I think I nodded. I think I said something. Or maybe I didn't. Maybe I just stood there, mouth half open, blinking slowly like I was buffering. I don't know what I agreed to. All I remember is a pamphlet with pale blue skies and doves printed on it. Doves. Like someone thought slapping clip art onto a folded piece of paper would make death feel softer. More presentable.
She always hated birds.
I haven't cried.
Not when they covered her body. Not when they told me I could say goodbye before they moved her. Not when I was asked if I wanted to call someone.
I just stood there. Sat down once, then stood again. My legs couldn't decide what shape grief wanted from them.
She was on the couch. Head tilted to the side. One hand resting on her stomach. Her mouth was slightly parted, and I thought—I thought—she was asleep. I nudged her. Called her name three times, the third one sharper than I meant it. And when she didn't move, something in me just... emptied.
Even then, I didn't cry.
I wanted to. I wanted to scream. Wanted to grab a pillow and crush it against my face and sob until it broke me. But all I could do was stare at her hand. It was still. It wasn't supposed to be still.
She'd always had this unconscious twitch in her thumb when she was thinking, like she was flicking through memories. It wasn't moving anymore.
And now I'm here. In a hallway that smells like antiseptic and recycled air, while someone down the corridor tells another family that everything will be fine.
She's dead, and I'm standing here like an unfinished sentence.
I haven't cried. And I'm starting to wonder if that means I never will. Or if it just means the crying will come like an ambush—later, louder, meaner.
Either way, for now, it's just me.
Me, the humming vending machine, the whisper of a nurse's shoes against linoleum, and the echo of her voice in my memory saying "Your neck will cramp, darling. Go sleep in your bed."
But she's not here to say it anymore. And I didn't listen in time.
She died while I was right there. And I didn't even realize. I thought she was sleeping. I thought she was ignoring the TV again. I thought she was just tired.
She was tired. She was always tired lately.
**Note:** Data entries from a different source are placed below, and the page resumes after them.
//! In-process store with the same string semantics as the network backend.
//!
//! Useful for tests and for running the server without a store. `DUMP`
//! produces a kvlink-specific payload (a type tag followed by the raw
//! value), not the backend's serialization format.

use crate::error::{ClientError, Result};
use crate::store::{Connector, Store};
use async_trait::async_trait;
use std::collections::HashMap;
use std::sync::Arc;
use std::sync::atomic::{AtomicU64, Ordering};
use tokio::sync::RwLock;

const NOT_AN_INTEGER: &str = "ERR value is not an integer or out of range";
const OVERFLOW: &str = "ERR increment or decrement would overflow";
const NO_SUCH_KEY: &str = "ERR no such key";

const STRING_TAG: u8 = 0;

#[derive(Debug, Default)]
pub struct MemoryStore {
    entries: RwLock<HashMap<String, String>>,
    operations: AtomicU64,
}

impl MemoryStore {
    pub fn new() -> Self {
        Self::default()
    }

    /// How many store operations have been executed.
    pub fn operation_count(&self) -> u64 {
        self.operations.load(Ordering::Relaxed)
    }

    fn count(&self) {
        self.operations.fetch_add(1, Ordering::Relaxed);
    }

    async fn adjust(&self, key: &str, delta: i64) -> Result<i64> {
        self.count();
        let mut entries = self.entries.write().await;
        let current = match entries.get(key) {
            Some(raw) => raw
                .parse::<i64>()
                .map_err(|_| ClientError::Server(NOT_AN_INTEGER.into()))?,
            None => 0,
        };
        let next = current
            .checked_sub(delta)
            .ok_or_else(|| ClientError::Server(OVERFLOW.into()))?;
        entries.insert(key.to_string(), next.to_string());
        Ok(next)
    }
}

#[async_trait]
impl Store for MemoryStore {
    async fn get(&self, key: &str) -> Result<Option<String>> {
        self.count();
        Ok(self.entries.read().await.get(key).cloned())
    }

    async fn set(&self, key: &str, value: &str) -> Result<()> {
        self.count();
        self.entries
            .write()
            .await
            .insert(key.to_string(), value.to_string());
        Ok(())
    }

    async fn append(&self, key: &str, value: &str) -> Result<i64> {
        self.count();
        let mut entries = self.entries.write().await;
        let entry = entries.entry(key.to_string()).or_default();
        entry.push_str(value);
        Ok(entry.len() as i64)
    }

    async fn dbsize(&self) -> Result<i64> {
        self.count();
        Ok(self.entries.read().await.len() as i64)
    }

    async fn decr(&self, key: &str) -> Result<i64> {
        self.adjust(key, 1).await
    }

    async fn decrby(&self, key: &str, by: i64) -> Result<i64> {
        self.adjust(key, by).await
    }

    async fn del(&self, keys: &[String]) -> Result<i64> {
        self.count();
        let mut entries = self.entries.write().await;
        Ok(keys.iter().filter(|k| entries.remove(*k).is_some()).count() as i64)
    }

    async fn dump(&self, key: &str) -> Result<Option<Vec<u8>>> {
        self.count();
        Ok(self.entries.read().await.get(key).map(|value| {
            let mut payload = Vec::with_capacity(value.len() + 1);
            payload.push(STRING_TAG);
            payload.extend_from_slice(value.as_bytes());
            payload
        }))
    }

    async fn exists(&self, keys: &[String]) -> Result<i64> {
        self.count();
        let entries = self.entries.read().await;
        Ok(keys.iter().filter(|k| entries.contains_key(*k)).count() as i64)
    }

    async fn key_type(&self, key: &str) -> Result<String> {
        self.count();
        let name = if self.entries.read().await.contains_key(key) {
            "string"
        } else {
            "none"
        };
        Ok(name.to_string())
    }

    async fn renamenx(&self, key: &str, new_key: &str) -> Result<bool> {
        self.count();
        let mut entries = self.entries.write().await;
        if !entries.contains_key(key) {
            return Err(ClientError::Server(NO_SUCH_KEY.into()));
        }
        if entries.contains_key(new_key) {
            return Ok(false);
        }
        if let Some(value) = entries.remove(key) {
            entries.insert(new_key.to_string(), value);
        }
        Ok(true)
    }
}

/// Hands out one shared [`MemoryStore`], or refuses every connection.
#[derive(Debug, Clone)]
pub struct MemoryConnector {
    store: Option<Arc<MemoryStore>>,
}

impl MemoryConnector {
    pub fn new(store: Arc<MemoryStore>) -> Self {
        Self { store: Some(store) }
    }

    /// A connector whose every attempt is refused.
    pub fn unreachable() -> Self {
        Self { store: None }
    }
}

#[async_trait]
impl Connector for MemoryConnector {
    async fn connect(&self, host: &str, port: u16) -> Result<Arc<dyn Store>> {
        match &self.store {
            Some(store) => Ok(store.clone()),
            None => Err(ClientError::Io(std::io::Error::new(
                std::io::ErrorKind::ConnectionRefused,
                format!("connect ECONNREFUSED {host}:{port}"),
            ))),
        }
    }
}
I took my phone out of my pocket.
My fingers hovered over the screen for a moment too long, like they were waiting for permission. For an excuse not to do it. But I dialed anyway.
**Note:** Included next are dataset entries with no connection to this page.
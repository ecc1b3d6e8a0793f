//! Client errors.

#[derive(Debug, thiserror::Error)]
pub enum ClientError {
    #[error("{0}")]
    Io(#[from] std::io::Error),
    #[error("protocol error: {0}")]
    Protocol(String),
    /// An error reply sent by the store, passed through verbatim.
    #[error("{0}")]
    Server(String),
    #[error("connection closed")]
    Closed,
    #[error("request timed out")]
    Timeout,
    #[error("connect to {addr} timed out")]
    ConnectTimeout { addr: String },
}

impl ClientError {
    pub(crate) fn protocol(msg: impl Into<String>) -> Self {
        Self::Protocol(msg.into())
    }
}

pub type Result<T> = std::result::Result<T, ClientError>;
He picked up on the first ring.
"Hello, Rowan," I said, my voice flat—too flat. Like I'd scrubbed all the emotion out of it and was just left with the echo.
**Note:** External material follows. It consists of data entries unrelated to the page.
//! Uniform command results.

use crate::codec;
use crate::error::{CommandError, DEFAULT_STATUS};
use serde::{Deserialize, Serialize};
use serde_json::Value;

/// Result discriminator understood by the host (0 = success, 1 = failure).
#[derive(Debug, Clone, Copy, PartialEq, Eq)]
pub enum Status {
    Success,
    Failure,
}

impl Status {
    pub fn code(self) -> u8 {
        match self {
            Status::Success => 0,
            Status::Failure => 1,
        }
    }
}

/// The outcome of one command invocation.
///
/// A success keeps the structured value so in-process callers can inspect
/// it; the wire form is normalized by [`Envelope::to_wire`].
#[derive(Debug, Clone, PartialEq)]
pub enum Envelope {
    Success { value: Value },
    Failure { error: String, code: u16 },
}

impl Envelope {
    pub fn success(value: impl Into<Value>) -> Self {
        Envelope::Success {
            value: value.into(),
        }
    }

    pub fn failure(message: impl Into<String>) -> Self {
        Self::failure_with_code(message, DEFAULT_STATUS)
    }

    pub fn failure_with_code(message: impl Into<String>, code: u16) -> Self {
        Envelope::Failure {
            error: message.into(),
            code,
        }
    }

    pub fn status(&self) -> Status {
        match self {
            Envelope::Success { .. } => Status::Success,
            Envelope::Failure { .. } => Status::Failure,
        }
    }

    pub fn is_success(&self) -> bool {
        self.status() == Status::Success
    }

    /// The success value, if any.
    pub fn value(&self) -> Option<&Value> {
        match self {
            Envelope::Success { value } => Some(value),
            Envelope::Failure { .. } => None,
        }
    }

    /// The failure message, if any.
    pub fn error(&self) -> Option<&str> {
        match self {
            Envelope::Success { .. } => None,
            Envelope::Failure { error, .. } => Some(error),
        }
    }

    /// Transport status code to send alongside the body.
    pub fn status_code(&self) -> u16 {
        match self {
            Envelope::Success { .. } => DEFAULT_STATUS,
            Envelope::Failure { code, .. } => *code,
        }
    }

    pub fn to_wire(&self) -> WireEnvelope {
        match self {
            Envelope::Success { value } => WireEnvelope {
                status: Status::Success.code(),
                value: Some(codec::normalize(value)),
                error: None,
            },
            Envelope::Failure { error, .. } => WireEnvelope {
                status: Status::Failure.code(),
                value: None,
                error: Some(error.clone()),
            },
        }
    }
}

impl From<CommandError> for Envelope {
    fn from(err: CommandError) -> Self {
        Envelope::failure_with_code(err.to_string(), err.status_code())
    }
}

/// JSON body written to the transport.
///
/// `{"status":0,"value":...}` or `{"status":1,"error":"..."}`.
#[derive(Debug, Clone, PartialEq, Serialize, Deserialize)]
pub struct WireEnvelope {
    pub status: u8,
    #[serde(default, skip_serializing_if = "Option::is_none")]
    pub value: Option<Value>,
    #[serde(default, skip_serializing_if = "Option::is_none")]
    pub error: Option<String>,
}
There was a pause. "Hey, Reed," he replied.
His voice carried something under it, almost invisible, but there. Not fear, not yet—but that kind of tension you only hear when someone is holding their breath without realizing.
"Can you come to the hospital?" I said. "I'll send you the location."
Silence for half a beat.
"What hospital, Reed? What happened?"
I swallowed, but my throat had gone dry, tight. The words clawed at the inside of my chest, but I let them come anyway.
"My grandmother is—she..." My breath stuttered. "She's dead."
And that's when it hit.
Like someone smashed a window from the inside. Like the grief had just been pacing behind my ribs, waiting for the moment I said it out loud.
An explosion of tears.
No warning. No ramp-up. Just sudden, jarring sobs—raw and alive and loud, like the body had finally decided to revolt. Like every cell had been waiting for me to stop pretending I was fine.
I turned my face away from the hallway, tucked my forehead against my arm, tried to breathe, but it all came out shattered. The phone was still pressed to my ear, and I could hear Rowan's voice, low and urgent, calling my name again.
"Reed—Reed, hey. I'm coming. I'm on my way right now, okay? Stay where you are."
I didn't respond. Couldn't. I was drowning in it.
It finally felt real. She was gone. And I was not okay.
I tried to calm myself down. Just for a moment. Just long enough to speak like a person again.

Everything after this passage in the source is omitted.